TASK PROMPT:
Retype each record shown below, leaving every character as it is.
··· EXERCISE DATA
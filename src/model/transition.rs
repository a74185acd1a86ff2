// src/model/transition.rs

use crate::error::{RepositoryError, Result};
use std::fmt;

const SEPARATOR: &str = " -> ";

/// One end of a transition: a principal quantum number or a term label such as `2p`.
#[derive(Debug, Clone, PartialEq, Eq, Hash)]
pub enum Level {
    Index(u32),
    Label(String),
}

impl fmt::Display for Level {
    fn fmt(&self, f: &mut fmt::Formatter<'_>) -> fmt::Result {
        match self {
            Level::Index(n) => write!(f, "{}", n),
            Level::Label(s) => f.write_str(s),
        }
    }
}

impl From<u32> for Level {
    fn from(n: u32) -> Self {
        Level::Index(n)
    }
}

impl From<&str> for Level {
    fn from(s: &str) -> Self {
        Level::Label(s.to_string())
    }
}

impl From<String> for Level {
    fn from(s: String) -> Self {
        Level::Label(s)
    }
}

impl Level {
    /// Numeric text becomes an index, anything else a lower-cased label.
    fn parse(s: &str) -> Self {
        let s = s.trim();
        match s.parse::<u32>() {
            Ok(n) => Level::Index(n),
            Err(_) => Level::Label(s.to_lowercase()),
        }
    }
}

/// Builds the repository key for an `(upper, lower)` transition, e.g. `"1 -> 0"`.
///
/// Integer and string levels are both accepted; each side is lower-cased.
pub fn encode_transition<U, L>(transition: (U, L)) -> String
where
    U: fmt::Display,
    L: fmt::Display,
{
    let (upper, lower) = transition;
    format!(
        "{}{}{}",
        upper.to_string().to_lowercase(),
        SEPARATOR,
        lower.to_string().to_lowercase()
    )
}

/// Splits a key produced by [`encode_transition`] back into its levels.
pub fn decode_transition(key: &str) -> Result<(Level, Level)> {
    let (upper, lower) = key
        .split_once(SEPARATOR)
        .ok_or_else(|| RepositoryError::InvalidTransition(key.to_string()))?;

    if upper.trim().is_empty() || lower.trim().is_empty() {
        return Err(RepositoryError::InvalidTransition(key.to_string()));
    }

    Ok((Level::parse(upper), Level::parse(lower)))
}

#[cfg(test)]
mod tests {
    use super::*;

    #[test]
    fn test_encode_integers() {
        assert_eq!(encode_transition((1, 0)), "1 -> 0");
        assert_eq!(encode_transition((3u32, 2u32)), "3 -> 2");
    }

    #[test]
    fn test_encode_labels_are_lowercased() {
        assert_eq!(encode_transition(("2P", "1S")), "2p -> 1s");
        assert_eq!(encode_transition((Level::from("3D"), Level::from(2))), "3d -> 2");
    }

    #[test]
    fn test_decode() {
        assert_eq!(
            decode_transition("1 -> 0").unwrap(),
            (Level::Index(1), Level::Index(0))
        );
        assert_eq!(
            decode_transition("2p -> 1s").unwrap(),
            (Level::from("2p"), Level::from("1s"))
        );
    }

    #[test]
    fn test_decode_rejects_malformed() {
        assert!(matches!(
            decode_transition("1->0"),
            Err(RepositoryError::InvalidTransition(_))
        ));
        assert!(decode_transition(" -> 0").is_err());
        assert!(decode_transition("").is_err());
    }
}
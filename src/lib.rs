//! Helpers for the local OpenADAS atomic rate repository: transition key
//! encoding, charge-state validation and listing of the rate files on disk.

pub mod config;
pub mod error;
pub mod io;
pub mod model;
pub mod repository;
pub mod utils;

pub use config::{default_repository_path, Config};
pub use error::{RepositoryError, Result};
pub use io::{AvailableRates, RateFile};
pub use model::{
    charge_states, decode_transition, encode_transition, lookup_element, lookup_isotope,
    lookup_isotope_number, lookup_species, valid_charge, Element, Isotope, Level, Species,
};
pub use repository::{
    available_charge_exchange_radiated_power, available_continuum_radiated_power,
    available_ionisation_rates, available_line_radiated_power, available_recombination_rates,
    RadiatedPowerType, RateKind, RateType, Repository,
};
······
SOLUTION:
filename src/model/transition.rs
repository a74185acd1a86ff2
// src/model/transition.rs

use crate::error::{RepositoryError, Result};
use std::fmt;

const SEPARATOR: &str = " -> ";

/// One end of a transition: a principal quantum number or a term label such as `2p`.
#[derive(Debug, Clone, PartialEq, Eq, Hash)]
pub enum Level {
    Index(u32),
    Label(String),
}

impl fmt::Display for Level {
    fn fmt(&self, f: &mut fmt::Formatter<'_>) -> fmt::Result {
        match self {
            Level::Index(n) => write!(f, "{}", n),
            Level::Label(s) => f.write_str(s),
        }
    }
}

impl From<u32> for Level {
    fn from(n: u32) -> Self {
        Level::Index(n)
    }
}

impl From<&str> for Level {
    fn from(s: &str) -> Self {
        Level::Label(s.to_string())
    }
}

impl From<String> for Level {
    fn from(s: String) -> Self {
        Level::Label(s)
    }
}

impl Level {
    /// Numeric text becomes an index, anything else a lower-cased label.
    fn parse(s: &str) -> Self {
        let s = s.trim();
        match s.parse::<u32>() {
            Ok(n) => Level::Index(n),
            Err(_) => Level::Label(s.to_lowercase()),
        }
    }
}

/// Builds the repository key for an `(upper, lower)` transition, e.g. `"1 -> 0"`.
///
/// Integer and string levels are both accepted; each side is lower-cased.
pub fn encode_transition<U, L>(transition: (U, L)) -> String
where
    U: fmt::Display,
    L: fmt::Display,
{
    let (upper, lower) = transition;
    format!(
        "{}{}{}",
        upper.to_string().to_lowercase(),
        SEPARATOR,
        lower.to_string().to_lowercase()
    )
}

/// Splits a key produced by [`encode_transition`] back into its levels.
pub fn decode_transition(key: &str) -> Result<(Level, Level)> {
    let (upper, lower) = key
        .split_once(SEPARATOR)
        .ok_or_else(|| RepositoryError::InvalidTransition(key.to_string()))?;

    if upper.trim().is_empty() || lower.trim().is_empty() {
        return Err(RepositoryError::InvalidTransition(key.to_string()));
    }

    Ok((Level::parse(upper), Level::parse(lower)))
}

#[cfg(test)]
mod tests {
    use super::*;

    #[test]
    fn test_encode_integers() {
        assert_eq!(encode_transition((1, 0)), "1 -> 0");
        assert_eq!(encode_transition((3u32, 2u32)), "3 -> 2");
    }

    #[test]
    fn test_encode_labels_are_lowercased() {
        assert_eq!(encode_transition(("2P", "1S")), "2p -> 1s");
        assert_eq!(encode_transition((Level::from("3D"), Level::from(2))), "3d -> 2");
    }

    #[test]
    fn test_decode() {
        assert_eq!(
            decode_transition("1 -> 0").unwrap(),
            (Level::Index(1), Level::Index(0))
        );
        assert_eq!(
            decode_transition("2p -> 1s").unwrap(),
            (Level::from("2p"), Level::from("1s"))
        );
    }

    #[test]
    fn test_decode_rejects_malformed() {
        assert!(matches!(
            decode_transition("1->0"),
            Err(RepositoryError::InvalidTransition(_))
        ));
        assert!(decode_transition(" -> 0").is_err());
        assert!(decode_transition("").is_err());
    }
}
filename src/lib.rs
//! Helpers for the local OpenADAS atomic rate repository: transition key
//! encoding, charge-state validation and listing of the rate files on disk.

pub mod config;
pub mod error;
pub mod io;
pub mod model;
pub mod repository;
pub mod utils;

pub use config::{default_repository_path, Config};
pub use error::{RepositoryError, Result};
pub use io::{AvailableRates, RateFile};
pub use model::{
    charge_states, decode_transition, encode_transition, lookup_element, lookup_isotope,
    lookup_isotope_number, lookup_species, valid_charge, Element, Isotope, Level, Species,
};
pub use repository::{
    available_charge_exchange_radiated_power, available_continuum_radiated_power,
    available_ionisation_rates, available_line_radiated_power, available_recombination_rates,
    RadiatedPowerType, RateKind, RateType, Repository,
};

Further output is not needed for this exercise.